Regarding "public dissemination," pages on the World Wide Web are not "disseminated" - they are "browsed" using a "Web browser" - the antithesis of dissemination. Many web pages are never even browsed. Regardless, the Examiner has submitted no evidence to show that the Xactware reference was ever "disseminated" to members of the public, or "browsed" by members of the public, prior to the applicants' date of invention. Regarding "public availability," the Examiner has made no showing that the Xactware reference was catalogued, indexed or searchable in any publically-available database prior to the applicants' date of invention.
(Emphasis added.)
The Board in Rowse found that the Examiner had made a prima facie case of the reference's status as prior art. The Board did not specifically address the dissemination argument, addressing instead the general argument that the Examiner had not provided evidence of publication.
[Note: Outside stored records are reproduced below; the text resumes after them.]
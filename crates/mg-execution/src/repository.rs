//! Boundary to the OS-level action implementations.
//!
//! This module defines only the trait and its error type. Concrete
//! implementations (screen lock, audio, session logout, shutdown scheduling,
//! script execution) live outside the core.

use std::fmt;
use std::path::{Path, PathBuf};

use async_trait::async_trait;

/// Typed failure of a single effect.
#[derive(Debug, Clone, PartialEq, Eq)]
pub enum ActionExecutionError {
    /// The platform refused the operation (missing entitlement, no session, ...).
    PermissionDenied(String),
    /// The configured script does not exist or is not executable.
    ScriptNotFound(PathBuf),
    /// The script ran and exited unsuccessfully.
    ScriptFailed { exit_code: Option<i32> },
    /// Any other platform failure.
    Platform(String),
}

impl fmt::Display for ActionExecutionError {
    fn fmt(&self, f: &mut fmt::Formatter<'_>) -> fmt::Result {
        match self {
            ActionExecutionError::PermissionDenied(msg) => write!(f, "permission denied: {msg}"),
            ActionExecutionError::ScriptNotFound(p) => {
                write!(f, "script not found: {}", p.display())
            }
            ActionExecutionError::ScriptFailed { exit_code: Some(c) } => {
                write!(f, "script exited with status {c}")
            }
            ActionExecutionError::ScriptFailed { exit_code: None } => {
                write!(f, "script terminated by signal")
            }
            ActionExecutionError::Platform(msg) => write!(f, "platform error: {msg}"),
        }
    }
}

impl std::error::Error for ActionExecutionError {}

/// The effects a triggered response can perform.
///
/// Implementations must be object-safe and `Send + Sync` so the engine can
/// hold an `Arc<dyn SecurityActionRepository>` across tasks. No operation
/// returns anything beyond success or a typed failure.
#[async_trait]
pub trait SecurityActionRepository: Send + Sync {
    async fn lock_screen(&self) -> Result<(), ActionExecutionError>;

    /// `volume` is in [0, 1]. Keeps playing until [`Self::stop_alarm`].
    async fn play_alarm(&self, volume: f32) -> Result<(), ActionExecutionError>;

    async fn stop_alarm(&self) -> Result<(), ActionExecutionError>;

    async fn force_logout(&self) -> Result<(), ActionExecutionError>;

    async fn schedule_shutdown(&self, after_seconds: u64) -> Result<(), ActionExecutionError>;

    async fn execute_script(&self, path: &Path) -> Result<(), ActionExecutionError>;
}
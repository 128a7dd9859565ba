//! Top-level arm state and arming configuration.
//!
//! # Invariants
//!
//! - **Boot is always disarmed**: a fresh controller starts in
//!   [`AppState::Disarmed`]. Nothing is persisted across restarts.
//! - **Triggered is sticky**: the only exit from [`AppState::Triggered`] is an
//!   authenticated disarm.

use std::fmt;
use std::time::Duration;

use serde::{Deserialize, Serialize};

use crate::ConfigurationError;

/// The guard's single top-level state.
#[derive(Debug, Clone, Copy, PartialEq, Eq, Hash, Serialize, Deserialize)]
#[serde(rename_all = "snake_case")]
pub enum AppState {
    /// Power events are ignored.
    Disarmed,
    /// A power disconnect starts the grace period (or triggers immediately).
    Armed,
    /// Countdown running; authenticated cancellation returns to `Armed`.
    GracePeriod,
    /// Security actions have been dispatched.
    Triggered,
}

impl AppState {
    /// `true` for every state other than `Disarmed`.
    pub fn is_armed_or_beyond(&self) -> bool {
        !matches!(self, AppState::Disarmed)
    }

    pub fn as_str(&self) -> &'static str {
        match self {
            AppState::Disarmed => "disarmed",
            AppState::Armed => "armed",
            AppState::GracePeriod => "grace_period",
            AppState::Triggered => "triggered",
        }
    }
}

impl fmt::Display for AppState {
    fn fmt(&self, f: &mut fmt::Formatter<'_>) -> fmt::Result {
        f.write_str(self.as_str())
    }
}

/// Shortest non-zero grace period accepted; shorter values are clamped up.
pub const MIN_GRACE_PERIOD: Duration = Duration::from_secs(5);
/// Longest grace period accepted; longer values are clamped down.
pub const MAX_GRACE_PERIOD: Duration = Duration::from_secs(30);

/// Arm/disarm policy consumed by the arm controller.
#[derive(Debug, Clone, PartialEq, Eq, Serialize, Deserialize)]
pub struct ArmingConfiguration {
    /// Zero means "no grace period": a disconnect triggers immediately.
    pub grace_period: Duration,
    pub allow_grace_period_cancellation: bool,
    /// When false, `disarm` accepts any authentication outcome.
    pub require_auth_to_disarm: bool,
}

impl Default for ArmingConfiguration {
    fn default() -> Self {
        Self {
            grace_period: Duration::from_secs(10),
            allow_grace_period_cancellation: true,
            require_auth_to_disarm: true,
        }
    }
}

impl ArmingConfiguration {
    /// Build from a raw seconds value, clamping non-zero values into
    /// [`MIN_GRACE_PERIOD`]..=[`MAX_GRACE_PERIOD`].
    pub fn from_grace_secs(
        grace_secs: f64,
        allow_grace_period_cancellation: bool,
        require_auth_to_disarm: bool,
    ) -> Result<Self, ConfigurationError> {
        if !grace_secs.is_finite() || grace_secs < 0.0 {
            return Err(ConfigurationError::invalid(format!(
                "grace_period_secs must be a non-negative number, got {grace_secs}"
            )));
        }
        // Clamp as f64 first: huge finite values do not fit in a Duration.
        let grace_secs = if grace_secs == 0.0 {
            0.0
        } else {
            grace_secs.clamp(MIN_GRACE_PERIOD.as_secs_f64(), MAX_GRACE_PERIOD.as_secs_f64())
        };
        Ok(Self {
            grace_period: Duration::from_secs_f64(grace_secs),
            allow_grace_period_cancellation,
            require_auth_to_disarm,
        })
    }

    pub fn has_grace_period(&self) -> bool {
        !self.grace_period.is_zero()
    }
}
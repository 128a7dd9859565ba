//! mg-protection
//!
//! Admission control for destructive security actions.
//!
//! - [`RateLimiter`]: per-key token bucket. Stops runaway repeated triggering.
//! - [`CircuitBreaker`]: per-key Closed/Open/HalfOpen gate. Stops hammering an
//!   action that keeps failing.
//! - [`ResourceProtector`]: both of the above behind one admission + metrics
//!   API keyed by [`mg_schemas::SecurityActionType`].
//!
//! The bucket and breaker arithmetic lives in plain structs that take `now`
//! as an argument; the async wrappers own the per-key maps behind a mutex
//! that never leaves the component. All time is `tokio::time::Instant`
//! (monotonic).

mod circuit_breaker;
mod protector;
mod rate_limiter;
mod types;

pub use circuit_breaker::{BreakerState, CircuitBreaker};
pub use protector::ResourceProtector;
pub use rate_limiter::{RateLimiter, TokenBucket};
pub use types::*;
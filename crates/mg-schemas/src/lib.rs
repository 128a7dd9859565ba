//! mg-schemas
//!
//! Shared data model for the guard core: arm state, security action
//! identifiers and configuration, auto-arm configuration, authentication
//! outcomes and the notification sink contract.
//!
//! Plain data plus validation. No IO, no clock, no async.

mod action;
mod auth;
mod autoarm;
mod error;
mod notify;
mod state;

pub use action::*;
pub use auth::*;
pub use autoarm::*;
pub use error::ConfigurationError;
pub use notify::*;
pub use state::*;
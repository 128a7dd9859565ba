//! Passphrase authentication for the HTTP control surface.
//!
//! Produces the [`AuthOutcome`] that arm/disarm/cancel transitions consume.
//!
//! # Invariants
//!
//! - No passphrase configured → every attempt fails (fail-closed).
//! - `MAX_FAILED_ATTEMPTS` consecutive failures lock the authenticator for
//!   `LOCKOUT`; while locked, even the right passphrase is refused.
//! - A success resets the failure count.

use std::time::Duration;

use mg_schemas::{AuthOutcome, AuthPurpose, AuthenticationError};
use tokio::sync::Mutex;
use tokio::time::Instant;
use tracing::warn;

pub const MAX_FAILED_ATTEMPTS: u32 = 5;
pub const LOCKOUT: Duration = Duration::from_secs(60);

#[derive(Debug, Default)]
struct Attempts {
    consecutive_failures: u32,
    locked_until: Option<Instant>,
}

pub struct PassphraseAuthenticator {
    passphrase: Option<String>,
    attempts: Mutex<Attempts>,
}

impl PassphraseAuthenticator {
    pub fn new(passphrase: Option<String>) -> Self {
        Self {
            passphrase: passphrase.filter(|p| !p.is_empty()),
            attempts: Mutex::new(Attempts::default()),
        }
    }

    pub fn is_configured(&self) -> bool {
        self.passphrase.is_some()
    }

    /// `presented == None` is treated as the user dismissing the prompt.
    pub async fn authenticate(&self, purpose: AuthPurpose, presented: Option<&str>) -> AuthOutcome {
        let mut attempts = self.attempts.lock().await;
        let now = Instant::now();

        if let Some(until) = attempts.locked_until {
            if now < until {
                warn!(purpose = ?purpose, "authentication refused: locked out");
                return AuthOutcome::Rejected(AuthenticationError::LockedOut);
            }
            attempts.locked_until = None;
        }

        let Some(presented) = presented else {
            return AuthOutcome::Rejected(AuthenticationError::UserCancelled);
        };

        let ok = match &self.passphrase {
            Some(expected) => constant_time_eq(expected.as_bytes(), presented.as_bytes()),
            None => {
                warn!("authentication refused: no passphrase configured");
                false
            }
        };

        if ok {
            attempts.consecutive_failures = 0;
            return AuthOutcome::Authenticated;
        }

        attempts.consecutive_failures += 1;
        warn!(
            purpose = ?purpose,
            failures = attempts.consecutive_failures,
            "authentication failed"
        );
        if attempts.consecutive_failures >= MAX_FAILED_ATTEMPTS {
            attempts.consecutive_failures = 0;
            attempts.locked_until = Some(now + LOCKOUT);
            warn!(lockout_secs = LOCKOUT.as_secs(), "authentication locked out");
        }
        AuthOutcome::Rejected(AuthenticationError::Failed)
    }
}

/// Comparison time depends only on the lengths, never on where the first
/// mismatch is.
fn constant_time_eq(a: &[u8], b: &[u8]) -> bool {
    let len = a.len().max(b.len());
    let mut diff = u8::from(a.len() != b.len());
    for i in 0..len {
        let x = a.get(i).copied().unwrap_or(0);
        let y = b.get(i).copied().unwrap_or(0);
        diff |= x ^ y;
    }
    diff == 0
}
The Board first noted that in an ex parte proceeding, the rules of evidence are relaxed when demonstrating prima facie unpatentability. The Board then explained that
Appellants have not provided any evidence to show that the website from which Xactware was retrieved is not reliable as to presumed dates of publication. Nor have Appellants provided any other evidence tending to show that the content described by Xactware was not publicly available on the presumed dates.
(Emphasis added.)
The Board has also been unpersuaded by Applicant arguments that the Wayback Machine is not appropriate to show prior art status because it's not reliable. In Ex parte Hicks, the Applicant argued that “per the explicit terms of use for the Internet Archive Wayback Machine [mentioned on the archive site itself], the January 21, 2005 archive is not guaranteed to be accurate, current, complete, reliable, secure or error-free.” (Emphasis added.) The Applicant further asserted that "the Internet Archive does not guarantee that the data listed for January 21, 2005 is what was actually archived or if anything at all was even archived for that date." The Applicant concluded that the Wayback Machine is therefore "not a valid or reliable resource for establishing prior art."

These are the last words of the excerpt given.